Landslide inventories document the position and other supporting information, which serves as the foundational data for scientific research on landslides, as well as risk reduction efforts. Landslide mapping and the corresponding inventories are managed by different agencies and institutions, with varied objectives, so they are typically associated within specific jurisdictional boundaries and information are often recorded in disparate formats. The USGS aims to overcome this issue by compiling a nation-wide landslide inventory and making it openly accessible to everyone through an online interactive map. The database itself (Belair et al., 2022) includes digital inventories created by both USGS and non-USGS authors and integrates these available geospatial data into a uniform and consistent format. Given the wide range of landslide information sources, we provide an attribute to assess the relative confidence in the characterization of the location and extent of each landslide, which are shown in grayscale on the interactive map. Further details about each landslide and more recent information (when it exists) can be accessed by clicking the “more information” attribute, which also links users to the original source of the landslide information (whenever available). This database was first compiled in 2019 and most recently updated in 2022, but it will continue to be updated intermittently as new landslides are mapped and existing inventories are identified or digitized. Please contact gs-haz_landslides_inventory@usgs.gov for more information on how to contribute additional inventories to this community effort. 
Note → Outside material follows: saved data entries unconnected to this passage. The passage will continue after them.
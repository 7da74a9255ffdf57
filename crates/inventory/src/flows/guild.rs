//! Clan creation.

use serde::{Deserialize, Serialize};

use hearth_core::DomainResult;

use crate::changes::CountedKind;
use crate::collection::TypeCount;
use crate::guild::Guild;
use crate::inventory::Inventory;
use crate::primitives::add_counted;

/// Key granted to the founder so the clan dojo can be entered.
pub const DOJO_KEY: &str = "/Lotus/Types/Keys/DojoKey";

#[derive(Debug, Clone, PartialEq, Eq, Serialize, Deserialize)]
#[serde(rename_all = "camelCase")]
pub struct CreateGuildRequest {
    pub guild_name: String,
}

/// Create a guild and make the inventory's owner its founder.
pub fn create_guild(inventory: &mut Inventory, request: &CreateGuildRequest) -> DomainResult<Guild> {
    let guild = Guild::new(request.guild_name.clone());
    add_counted(inventory, CountedKind::LevelKeys, &[TypeCount::new(DOJO_KEY, 1)])?;
    inventory.guild_id = Some(guild.id);

    tracing::info!(guild_id = %guild.id, name = %guild.name, "guild created");
    Ok(guild)
}

#[cfg(test)]
mod tests {
    use super::*;
    use hearth_core::AccountId;

    #[test]
    fn founder_gets_guild_id_and_dojo_key() {
        let mut inventory = Inventory::new(AccountId::new());
        let guild = create_guild(
            &mut inventory,
            &CreateGuildRequest {
                guild_name: "Hearthguard".into(),
            },
        )
        .unwrap();

        assert_eq!(inventory.guild_id, Some(guild.id));
        assert_eq!(inventory.level_keys.count(DOJO_KEY), 1);
        assert_eq!(
            serde_json::to_value(&guild).unwrap()["Name"],
            serde_json::json!("Hearthguard")
        );
    }

    #[test]
    fn request_uses_camel_case() {
        let request: CreateGuildRequest = serde_json::from_str(r#"{"guildName":"Moonlit"}"#).unwrap();
        assert_eq!(request.guild_name, "Moonlit");
    }
}
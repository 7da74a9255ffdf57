use axum::{
    routing::{get, post},
    Router,
};

pub mod account;
pub mod catalog;
pub mod guild;
pub mod inventory;
pub mod loadout;
pub mod stats;
pub mod syndicate;
pub mod system;

/// Router for all session-authenticated endpoints.
pub fn router() -> Router {
    Router::new()
        .nest("/api", api_router())
        .nest("/stats", stats::router())
        .route("/custom/addItems", post(inventory::add_items))
}

/// Game-client endpoints, mounted under `/api`.
fn api_router() -> Router {
    Router::new()
        .route("/inventory.php", get(inventory::get_inventory))
        .route("/claimCompletedRecipe.php", post(inventory::claim_completed_recipe))
        .route("/startRecipe.php", post(inventory::start_recipe))
        .route("/syndicateSacrifice.php", post(syndicate::syndicate_sacrifice))
        .route("/saveLoadout.php", post(loadout::save_loadout))
        .route("/createGuild.php", post(guild::create_guild))
}
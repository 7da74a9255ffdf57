use std::sync::Arc;

use axum::{
    extract::{Query, State},
    http::StatusCode,
    middleware::Next,
    response::Response,
};

use hearth_auth::Credentials;

use crate::app::errors;
use crate::app::services::AppServices;
use crate::context::AccountContext;

#[derive(Clone)]
pub struct SessionState {
    pub services: Arc<AppServices>,
}

/// Resolve `?accountId=…&nonce=…` to an [`AccountContext`].
pub async fn session_middleware(
    State(state): State<SessionState>,
    mut req: axum::http::Request<axum::body::Body>,
    next: Next,
) -> Response {
    let credentials = match Query::<Credentials>::try_from_uri(req.uri()) {
        Ok(Query(credentials)) => credentials,
        Err(_) => {
            return errors::json_error(
                StatusCode::UNAUTHORIZED,
                "unauthenticated",
                "accountId and nonce query parameters are required",
            );
        }
    };

    let account_id = match state.services.authenticate(&credentials).await {
        Ok(id) => id,
        Err(e) => return errors::service_error_to_response(e),
    };

    req.extensions_mut().insert(AccountContext::new(account_id));
    next.run(req).await
}
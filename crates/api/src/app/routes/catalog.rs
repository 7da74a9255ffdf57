use std::sync::Arc;

use axum::{extract::Extension, http::StatusCode, response::IntoResponse, Json};

use crate::app::services::AppServices;

/// `GET /custom/getItemLists`. Unauthenticated; catalog items grouped for the
/// item picker.
pub async fn get_item_lists(Extension(services): Extension<Arc<AppServices>>) -> axum::response::Response {
    (StatusCode::OK, Json(services.item_lists())).into_response()
}
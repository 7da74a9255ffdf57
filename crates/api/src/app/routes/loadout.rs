use std::sync::Arc;

use axum::{body::Bytes, extract::Extension, http::StatusCode, response::IntoResponse};

use hearth_inventory::flows::SaveLoadoutRequest;

use crate::app::dto;
use crate::app::errors;
use crate::app::services::AppServices;
use crate::context::AccountContext;

/// Responds with the hex id minted for new loadout configs, or an empty body.
pub async fn save_loadout(
    Extension(services): Extension<Arc<AppServices>>,
    Extension(account): Extension<AccountContext>,
    body: Bytes,
) -> axum::response::Response {
    let request: SaveLoadoutRequest = match dto::parse_body(&body) {
        Ok(r) => r,
        Err(resp) => return resp,
    };

    match services.save_loadout(account.account_id(), request).await {
        Ok(outcome) => {
            let body = outcome.new_loadout_id.map(|id| id.to_hex()).unwrap_or_default();
            (StatusCode::OK, body).into_response()
        }
        Err(e) => errors::service_error_to_response(e),
    }
}
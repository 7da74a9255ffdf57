//! Bulk item grants (developer/admin surface).

use hearth_core::DomainResult;

use crate::catalog::ItemCatalog;
use crate::changes::InventoryChanges;
use crate::collection::TypeCount;
use crate::inventory::Inventory;
use crate::primitives::add_item;

/// Grant every entry by catalog type. The first unknown type aborts the batch.
pub fn add_items(
    inventory: &mut Inventory,
    catalog: &dyn ItemCatalog,
    entries: &[TypeCount],
) -> DomainResult<InventoryChanges> {
    let mut changes = InventoryChanges::new();
    for entry in entries {
        changes.merge(add_item(inventory, catalog, &entry.item_type, entry.item_count)?);
    }
    Ok(changes)
}
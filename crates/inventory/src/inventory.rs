//! The per-account inventory aggregate.

use chrono::{DateTime, Utc};
use serde::{Deserialize, Serialize};
use serde_json::{Map, Value as JsonValue};

use hearth_core::{AccountId, AggregateRoot, Entity, GuildId, LoadoutId, Oid};

use crate::changes::{CountedKind, CurrencyKind};
use crate::collection::{CountedItems, IdentityMap};
use crate::equipment::EquipmentInventory;

/// A craft in progress.
#[derive(Debug, Clone, PartialEq, Eq, Serialize, Deserialize)]
#[serde(rename_all = "PascalCase")]
pub struct PendingRecipe {
    pub item_id: Oid,
    /// Blueprint item type being built.
    pub item_type: String,
    pub completion_date: DateTime<Utc>,
}

impl Entity for PendingRecipe {
    type Id = Oid;

    fn id(&self) -> &Oid {
        &self.item_id
    }
}

/// Standing with one syndicate.
#[derive(Debug, Clone, PartialEq, Eq, Serialize, Deserialize)]
#[serde(rename_all = "PascalCase")]
pub struct Affiliation {
    pub tag: String,
    pub standing: i64,
    #[serde(default, skip_serializing_if = "Option::is_none")]
    pub title: Option<i32>,
    #[serde(default, skip_serializing_if = "core::ops::Not::not")]
    pub initiated: bool,
    #[serde(default, skip_serializing_if = "Vec::is_empty")]
    pub free_favors_earned: Vec<i32>,
}

impl Affiliation {
    pub fn new(tag: impl Into<String>) -> Self {
        Self {
            tag: tag.into(),
            standing: 0,
            title: None,
            initiated: false,
            free_favors_earned: Vec::new(),
        }
    }
}

impl Entity for Affiliation {
    type Id = String;

    fn id(&self) -> &String {
        &self.tag
    }
}

/// Operator-style loadout entry (operator, adult operator, drifter).
///
/// Only the identity is interpreted; the remaining fields are client-defined.
#[derive(Debug, Clone, PartialEq, Serialize, Deserialize)]
pub struct OperatorConfig {
    #[serde(rename = "ItemId")]
    pub item_id: Oid,
    #[serde(flatten)]
    pub fields: Map<String, JsonValue>,
}

impl Entity for OperatorConfig {
    type Id = Oid;

    fn id(&self) -> &Oid {
        &self.item_id
    }
}

/// Accumulated affinity for one item type.
#[derive(Debug, Clone, PartialEq, Eq, Serialize, Deserialize)]
#[serde(rename_all = "PascalCase")]
pub struct XpInfo {
    pub item_type: String,
    #[serde(rename = "XP")]
    pub xp: i64,
}

/// Daily standing/focus allowances that refill on the first login of a day.
#[derive(Debug, Clone, Default, PartialEq, Eq, Serialize, Deserialize)]
#[serde(rename_all = "PascalCase", default)]
pub struct DailyAllowances {
    pub daily_affiliation: i64,
    pub daily_affiliation_pvp: i64,
    pub daily_affiliation_library: i64,
    pub daily_affiliation_cetus: i64,
    pub daily_affiliation_quills: i64,
    pub daily_affiliation_solaris: i64,
    pub daily_affiliation_ventkids: i64,
    pub daily_affiliation_vox: i64,
    pub daily_affiliation_entrati: i64,
    pub daily_affiliation_necraloid: i64,
    pub daily_affiliation_zariman: i64,
    pub daily_affiliation_kahl: i64,
    pub daily_affiliation_cavia: i64,
    pub daily_affiliation_hex: i64,
    pub daily_focus: i64,
}

impl DailyAllowances {
    /// Refill every allowance for a player of the given mastery level.
    pub fn refill(&mut self, player_level: i32) {
        let standing = 16_000 + i64::from(player_level) * 500;
        for slot in [
            &mut self.daily_affiliation,
            &mut self.daily_affiliation_pvp,
            &mut self.daily_affiliation_library,
            &mut self.daily_affiliation_cetus,
            &mut self.daily_affiliation_quills,
            &mut self.daily_affiliation_solaris,
            &mut self.daily_affiliation_ventkids,
            &mut self.daily_affiliation_vox,
            &mut self.daily_affiliation_entrati,
            &mut self.daily_affiliation_necraloid,
            &mut self.daily_affiliation_zariman,
            &mut self.daily_affiliation_kahl,
            &mut self.daily_affiliation_cavia,
            &mut self.daily_affiliation_hex,
        ] {
            *slot = standing;
        }
        self.daily_focus = 250_000 + i64::from(player_level) * 5_000;
    }
}

/// Aggregate root: Inventory (one per account).
///
/// Mutated in memory by the primitives in [`crate::primitives`] and persisted
/// whole by the store.
#[derive(Debug, Clone, PartialEq, Serialize, Deserialize)]
#[serde(rename_all = "PascalCase")]
pub struct Inventory {
    #[serde(rename = "accountOwnerId")]
    pub account_owner_id: AccountId,

    #[serde(default)]
    pub regular_credits: i64,
    #[serde(default)]
    pub premium_credits: i64,
    #[serde(default)]
    pub premium_credits_free: i64,
    #[serde(default)]
    pub fusion_points: i64,
    #[serde(default)]
    pub prime_tokens: i64,

    #[serde(default)]
    pub misc_items: CountedItems,
    #[serde(default)]
    pub recipes: CountedItems,
    #[serde(default)]
    pub consumables: CountedItems,
    #[serde(default)]
    pub level_keys: CountedItems,

    #[serde(default)]
    pub pending_recipes: IdentityMap<PendingRecipe>,
    #[serde(default)]
    pub affiliations: IdentityMap<Affiliation>,

    #[serde(default, rename = "OperatorLoadOuts")]
    pub operator_loadouts: IdentityMap<OperatorConfig>,
    #[serde(default, rename = "AdultOperatorLoadOuts")]
    pub adult_operator_loadouts: IdentityMap<OperatorConfig>,
    #[serde(default, rename = "KahlLoadOuts")]
    pub kahl_loadouts: IdentityMap<OperatorConfig>,

    #[serde(default, rename = "LoadOutPresets", skip_serializing_if = "Option::is_none")]
    pub loadout_presets: Option<LoadoutId>,
    #[serde(default, rename = "CurrentLoadOutIds")]
    pub current_loadout_ids: Vec<Oid>,
    #[serde(default)]
    pub equipped_gear: Vec<String>,
    #[serde(default)]
    pub equipped_emotes: Vec<String>,
    #[serde(default)]
    pub use_adult_operator_loadout: bool,

    #[serde(default, skip_serializing_if = "Option::is_none")]
    pub guild_id: Option<GuildId>,

    #[serde(default)]
    pub player_level: i32,
    #[serde(default, rename = "XPInfo")]
    pub xp_info: Vec<XpInfo>,

    #[serde(flatten)]
    pub daily: DailyAllowances,

    #[serde(flatten)]
    pub equipment: EquipmentInventory,
}

impl Inventory {
    /// A brand-new, empty inventory for an account.
    pub fn new(account_owner_id: AccountId) -> Self {
        Self {
            account_owner_id,
            regular_credits: 0,
            premium_credits: 0,
            premium_credits_free: 0,
            fusion_points: 0,
            prime_tokens: 0,
            misc_items: CountedItems::new(),
            recipes: CountedItems::new(),
            consumables: CountedItems::new(),
            level_keys: CountedItems::new(),
            pending_recipes: IdentityMap::new(),
            affiliations: IdentityMap::new(),
            operator_loadouts: IdentityMap::new(),
            adult_operator_loadouts: IdentityMap::new(),
            kahl_loadouts: IdentityMap::new(),
            loadout_presets: None,
            current_loadout_ids: Vec::new(),
            equipped_gear: Vec::new(),
            equipped_emotes: Vec::new(),
            use_adult_operator_loadout: false,
            guild_id: None,
            player_level: 0,
            xp_info: Vec::new(),
            daily: DailyAllowances::default(),
            equipment: EquipmentInventory::default(),
        }
    }

    pub fn currency(&self, kind: CurrencyKind) -> i64 {
        match kind {
            CurrencyKind::RegularCredits => self.regular_credits,
            CurrencyKind::PremiumCredits => self.premium_credits,
            CurrencyKind::PremiumCreditsFree => self.premium_credits_free,
            CurrencyKind::FusionPoints => self.fusion_points,
            CurrencyKind::PrimeTokens => self.prime_tokens,
        }
    }

    pub fn currency_mut(&mut self, kind: CurrencyKind) -> &mut i64 {
        match kind {
            CurrencyKind::RegularCredits => &mut self.regular_credits,
            CurrencyKind::PremiumCredits => &mut self.premium_credits,
            CurrencyKind::PremiumCreditsFree => &mut self.premium_credits_free,
            CurrencyKind::FusionPoints => &mut self.fusion_points,
            CurrencyKind::PrimeTokens => &mut self.prime_tokens,
        }
    }

    pub fn counted(&self, kind: CountedKind) -> &CountedItems {
        match kind {
            CountedKind::MiscItems => &self.misc_items,
            CountedKind::Recipes => &self.recipes,
            CountedKind::Consumables => &self.consumables,
            CountedKind::LevelKeys => &self.level_keys,
        }
    }

    pub fn counted_mut(&mut self, kind: CountedKind) -> &mut CountedItems {
        match kind {
            CountedKind::MiscItems => &mut self.misc_items,
            CountedKind::Recipes => &mut self.recipes,
            CountedKind::Consumables => &mut self.consumables,
            CountedKind::LevelKeys => &mut self.level_keys,
        }
    }

    /// Find the affiliation for `tag`, creating one with zero standing when the
    /// account has never interacted with that syndicate.
    pub fn affiliation_mut(&mut self, tag: &str) -> &mut Affiliation {
        self.affiliations
            .get_or_insert_with(tag.to_string(), || Affiliation::new(tag))
    }
}

impl AggregateRoot for Inventory {
    type Id = AccountId;

    const KIND: &'static str = "inventory";

    fn id(&self) -> &AccountId {
        &self.account_owner_id
    }
}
multi color map of the US and Puerto Rico showing landslide susceptibility

Landslide susceptibility models are typically developed using inventories to show where landslides are more and less likely based on a selection of different terrain attributes. Maps of landslide susceptibility can be useful for risk-reduction and land-use planning, and have been developed locally for a few areas of the U.S. where the landslide risks are particularly high. However, there are many other areas of the country with limited understanding of landslide potential in need of tools to assess hazardous areas. Previous attempts to map landslide susceptibility across the contiguous United States and globally are not detailed enough and tend to underestimate the hazard in moderately sloping terrain (refer to Mirus et al., 2020). Regrettably, these gently sloping areas are where most development and infrastructure are exposed to landslides, so an improved and more detailed nationwide map is needed. To do this, we use USGS high-resolution digital-elevation data (3DEP) and many hundreds-of-thousands of landslides from the inventory compilation (Belair et al., 2022) to test different modeling approaches. Ultimately, we developed a parsimonious non-linear relation between topographic slope (at 10 m) and local relief (within the surrounding 100 x 100 m), to produce a high-resolution map (90 x 90 m) of landslide susceptibility for the entire U.S. and Puerto Rico. Regrettably, other U.S. territories did not have the appropriate combination of high-resolution digital elevation data and landslide positional data to be included in our efforts at the time of our analysis. The color-scale of the interactive online map shows increasing landslide susceptibility (from yellow to red), whereas negligible landslide susceptibility is shown by areas without any colored shading. Refer to the journal article (Mirus et al., 2024) for a detailed description of the susceptibility model used to produce this map, and download the geographic information system (GIS) database at the USGS ScienceBase repository (Belair et al., 2024).